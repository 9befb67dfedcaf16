//! Metadata registry
//!
//! Bookkeeping over the two small fixed tables: one release row per
//! loaded version and one `load_history` row per run. Both live inside
//! whichever schema currently carries the production name, so they travel
//! with a full-load cutover; history written before the swap stays in the
//! archived schema.

use tracing::warn;
use uuid::Uuid;

use crate::adapter::{DatabaseAdapter, ReleaseRecord, RunRecord, RunStatus};
use crate::error::Result;

pub struct MetadataRegistry<'a> {
    adapter: &'a dyn DatabaseAdapter,
    schema: &'a str,
}

impl<'a> MetadataRegistry<'a> {
    pub fn new(adapter: &'a dyn DatabaseAdapter, schema: &'a str) -> Self {
        Self { adapter, schema }
    }

    /// Release currently loaded, or None on a fresh database.
    pub async fn current_release(&self) -> Result<Option<ReleaseRecord>> {
        self.adapter.current_release(self.schema).await
    }

    /// Record a starting run as `running`.
    pub async fn begin_run(&self, run: &RunRecord) -> Result<()> {
        self.adapter.insert_run(self.schema, run).await
    }

    /// Close a run with its terminal status. Best effort: a bookkeeping
    /// failure after the data work finished must not fail the run itself.
    pub async fn close_run(&self, run_id: Uuid, status: RunStatus, error: Option<&str>) {
        if let Err(err) = self
            .adapter
            .finish_run(self.schema, run_id, status, error)
            .await
        {
            warn!(%run_id, %status, error = %err, "failed to close load_history row");
        }
    }

    /// Insert or update the release row, marking it current.
    pub async fn record_release(&self, release: &ReleaseRecord) -> Result<()> {
        self.adapter.write_release(self.schema, release).await
    }
}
------------------------------------------------------------------------
Activity
Going from the line that has "a fresh database." through the last line of the entries, retype each line exactly as given and add nothing.

Result of this exercise
    /// Release currently loaded, or None on a fresh database.
    pub async fn current_release(&self) -> Result<Option<ReleaseRecord>> {
        self.adapter.current_release(self.schema).await
    }

    /// Record a starting run as `running`.
    pub async fn begin_run(&self, run: &RunRecord) -> Result<()> {
        self.adapter.insert_run(self.schema, run).await
    }

    /// Close a run with its terminal status. Best effort: a bookkeeping
    /// failure after the data work finished must not fail the run itself.
    pub async fn close_run(&self, run_id: Uuid, status: RunStatus, error: Option<&str>) {
        if let Err(err) = self
            .adapter
            .finish_run(self.schema, run_id, status, error)
            .await
        {
            warn!(%run_id, %status, error = %err, "failed to close load_history row");
        }
    }

    /// Insert or update the release row, marking it current.
    pub async fn record_release(&self, release: &ReleaseRecord) -> Result<()> {
        self.adapter.write_release(self.schema, release).await
    }
}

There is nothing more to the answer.